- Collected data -
..........
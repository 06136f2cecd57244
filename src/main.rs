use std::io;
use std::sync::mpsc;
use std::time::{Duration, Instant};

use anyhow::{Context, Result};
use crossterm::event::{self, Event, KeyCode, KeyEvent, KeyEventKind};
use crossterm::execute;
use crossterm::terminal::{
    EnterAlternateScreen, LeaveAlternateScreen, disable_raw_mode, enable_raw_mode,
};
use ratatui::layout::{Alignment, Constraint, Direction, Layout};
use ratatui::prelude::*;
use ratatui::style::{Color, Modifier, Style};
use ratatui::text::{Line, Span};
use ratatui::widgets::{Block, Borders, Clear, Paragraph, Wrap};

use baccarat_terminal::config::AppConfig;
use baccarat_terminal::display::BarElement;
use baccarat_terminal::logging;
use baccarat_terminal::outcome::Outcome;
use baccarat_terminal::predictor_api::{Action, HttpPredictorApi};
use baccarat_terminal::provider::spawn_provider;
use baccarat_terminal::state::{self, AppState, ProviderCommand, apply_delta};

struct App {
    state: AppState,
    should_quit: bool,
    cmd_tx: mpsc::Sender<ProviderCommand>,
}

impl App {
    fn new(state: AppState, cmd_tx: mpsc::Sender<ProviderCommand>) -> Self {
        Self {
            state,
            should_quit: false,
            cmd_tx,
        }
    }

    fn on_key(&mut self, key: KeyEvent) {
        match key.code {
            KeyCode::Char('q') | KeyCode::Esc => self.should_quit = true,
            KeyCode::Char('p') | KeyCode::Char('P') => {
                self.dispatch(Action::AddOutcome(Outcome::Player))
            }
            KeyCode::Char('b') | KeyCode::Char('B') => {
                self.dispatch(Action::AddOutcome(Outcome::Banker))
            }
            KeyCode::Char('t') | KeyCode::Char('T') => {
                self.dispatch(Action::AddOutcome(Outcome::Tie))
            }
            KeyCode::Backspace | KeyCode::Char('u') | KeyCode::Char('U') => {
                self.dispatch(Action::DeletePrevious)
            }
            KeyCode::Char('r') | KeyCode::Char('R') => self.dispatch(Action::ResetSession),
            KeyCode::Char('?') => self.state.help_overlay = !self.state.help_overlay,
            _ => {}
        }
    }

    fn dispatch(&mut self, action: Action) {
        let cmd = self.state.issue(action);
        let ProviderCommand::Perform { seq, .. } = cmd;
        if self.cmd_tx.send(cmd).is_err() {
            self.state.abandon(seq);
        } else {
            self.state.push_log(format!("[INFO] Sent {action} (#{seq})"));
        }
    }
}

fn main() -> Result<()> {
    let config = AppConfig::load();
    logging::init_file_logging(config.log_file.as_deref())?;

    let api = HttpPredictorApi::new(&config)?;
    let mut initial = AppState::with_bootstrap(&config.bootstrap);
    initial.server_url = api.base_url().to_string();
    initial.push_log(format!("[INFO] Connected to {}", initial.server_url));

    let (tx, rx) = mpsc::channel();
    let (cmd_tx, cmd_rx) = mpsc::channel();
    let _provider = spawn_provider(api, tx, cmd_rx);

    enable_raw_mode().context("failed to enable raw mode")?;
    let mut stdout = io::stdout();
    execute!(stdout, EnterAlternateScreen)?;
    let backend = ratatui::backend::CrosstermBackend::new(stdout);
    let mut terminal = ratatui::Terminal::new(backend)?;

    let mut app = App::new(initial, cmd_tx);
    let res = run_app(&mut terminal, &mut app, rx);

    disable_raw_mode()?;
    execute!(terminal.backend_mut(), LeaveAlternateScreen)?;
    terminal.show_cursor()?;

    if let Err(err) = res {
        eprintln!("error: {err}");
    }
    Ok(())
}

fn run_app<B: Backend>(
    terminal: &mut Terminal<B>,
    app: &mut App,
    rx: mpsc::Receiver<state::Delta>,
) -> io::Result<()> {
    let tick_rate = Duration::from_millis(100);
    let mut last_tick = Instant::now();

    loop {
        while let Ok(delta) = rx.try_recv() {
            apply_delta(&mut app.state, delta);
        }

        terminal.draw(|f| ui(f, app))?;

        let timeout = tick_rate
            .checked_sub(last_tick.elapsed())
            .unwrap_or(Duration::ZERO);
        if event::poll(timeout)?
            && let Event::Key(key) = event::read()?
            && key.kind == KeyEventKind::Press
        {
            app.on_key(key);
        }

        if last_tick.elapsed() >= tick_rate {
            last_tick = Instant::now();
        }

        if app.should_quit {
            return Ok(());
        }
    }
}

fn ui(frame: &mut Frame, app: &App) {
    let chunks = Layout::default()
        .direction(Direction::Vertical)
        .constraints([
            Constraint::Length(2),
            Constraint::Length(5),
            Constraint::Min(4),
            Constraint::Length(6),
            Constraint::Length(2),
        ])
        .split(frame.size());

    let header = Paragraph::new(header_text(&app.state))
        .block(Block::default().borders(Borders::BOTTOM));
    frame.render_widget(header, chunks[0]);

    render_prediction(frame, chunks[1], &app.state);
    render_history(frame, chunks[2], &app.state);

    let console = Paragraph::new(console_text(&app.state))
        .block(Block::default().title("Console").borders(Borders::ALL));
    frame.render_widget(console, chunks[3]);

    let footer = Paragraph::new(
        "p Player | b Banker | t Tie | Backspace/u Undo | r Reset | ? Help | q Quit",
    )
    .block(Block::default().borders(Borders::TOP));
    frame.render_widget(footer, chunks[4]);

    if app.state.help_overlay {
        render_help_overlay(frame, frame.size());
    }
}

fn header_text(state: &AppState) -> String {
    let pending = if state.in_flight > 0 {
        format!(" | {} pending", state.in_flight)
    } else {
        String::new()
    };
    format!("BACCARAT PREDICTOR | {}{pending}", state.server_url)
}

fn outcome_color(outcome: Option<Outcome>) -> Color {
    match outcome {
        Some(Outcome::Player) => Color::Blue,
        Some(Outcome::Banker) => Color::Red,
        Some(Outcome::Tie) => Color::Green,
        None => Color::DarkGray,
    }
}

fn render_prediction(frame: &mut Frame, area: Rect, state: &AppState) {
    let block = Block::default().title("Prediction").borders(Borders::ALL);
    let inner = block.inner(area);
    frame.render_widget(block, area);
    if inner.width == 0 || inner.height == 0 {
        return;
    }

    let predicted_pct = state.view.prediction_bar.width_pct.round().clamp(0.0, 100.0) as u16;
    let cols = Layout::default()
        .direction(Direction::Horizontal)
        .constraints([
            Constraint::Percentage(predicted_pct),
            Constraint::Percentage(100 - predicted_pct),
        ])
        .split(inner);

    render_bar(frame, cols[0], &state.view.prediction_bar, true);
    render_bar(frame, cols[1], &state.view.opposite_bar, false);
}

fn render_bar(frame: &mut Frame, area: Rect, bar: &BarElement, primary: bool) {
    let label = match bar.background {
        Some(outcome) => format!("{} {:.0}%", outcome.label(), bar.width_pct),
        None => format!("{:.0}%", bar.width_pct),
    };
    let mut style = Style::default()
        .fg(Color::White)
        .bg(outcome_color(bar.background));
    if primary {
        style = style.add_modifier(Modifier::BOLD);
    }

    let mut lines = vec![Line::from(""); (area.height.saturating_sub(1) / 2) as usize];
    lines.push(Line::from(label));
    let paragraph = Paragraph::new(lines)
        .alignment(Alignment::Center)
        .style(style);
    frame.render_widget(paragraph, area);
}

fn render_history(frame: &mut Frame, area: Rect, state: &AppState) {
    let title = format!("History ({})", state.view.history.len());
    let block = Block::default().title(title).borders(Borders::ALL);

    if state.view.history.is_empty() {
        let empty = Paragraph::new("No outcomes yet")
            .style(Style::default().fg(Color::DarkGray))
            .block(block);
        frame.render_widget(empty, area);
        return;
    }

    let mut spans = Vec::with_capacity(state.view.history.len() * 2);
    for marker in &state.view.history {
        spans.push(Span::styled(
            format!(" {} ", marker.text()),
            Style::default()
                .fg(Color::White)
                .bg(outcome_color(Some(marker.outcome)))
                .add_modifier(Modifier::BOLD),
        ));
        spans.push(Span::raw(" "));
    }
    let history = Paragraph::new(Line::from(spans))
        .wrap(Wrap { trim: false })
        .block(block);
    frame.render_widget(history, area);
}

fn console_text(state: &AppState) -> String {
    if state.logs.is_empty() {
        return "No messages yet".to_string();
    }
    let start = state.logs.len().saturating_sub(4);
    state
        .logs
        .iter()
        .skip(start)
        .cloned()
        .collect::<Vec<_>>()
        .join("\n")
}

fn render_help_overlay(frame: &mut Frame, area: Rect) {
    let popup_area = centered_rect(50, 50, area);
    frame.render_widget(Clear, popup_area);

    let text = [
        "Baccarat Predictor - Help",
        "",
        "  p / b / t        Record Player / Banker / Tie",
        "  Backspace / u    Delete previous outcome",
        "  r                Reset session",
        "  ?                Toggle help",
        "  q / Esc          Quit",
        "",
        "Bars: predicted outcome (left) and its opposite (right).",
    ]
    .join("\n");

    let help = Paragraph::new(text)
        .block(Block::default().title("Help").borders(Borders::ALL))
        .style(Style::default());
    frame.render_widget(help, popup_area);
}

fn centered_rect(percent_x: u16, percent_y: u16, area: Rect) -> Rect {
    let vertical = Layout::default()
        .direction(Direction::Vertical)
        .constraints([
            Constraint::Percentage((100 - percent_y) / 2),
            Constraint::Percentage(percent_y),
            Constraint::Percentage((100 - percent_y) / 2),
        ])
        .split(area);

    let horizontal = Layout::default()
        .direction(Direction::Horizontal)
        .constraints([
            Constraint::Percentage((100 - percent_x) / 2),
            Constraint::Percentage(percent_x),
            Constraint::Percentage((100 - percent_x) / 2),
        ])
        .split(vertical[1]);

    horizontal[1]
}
..........
- WHAT NEEDS TO BE DONE -
Lines holding "timeout": copy each one from the records above.

- WRITTEN ANSWER -
        let timeout = tick_rate
        if event::poll(timeout)?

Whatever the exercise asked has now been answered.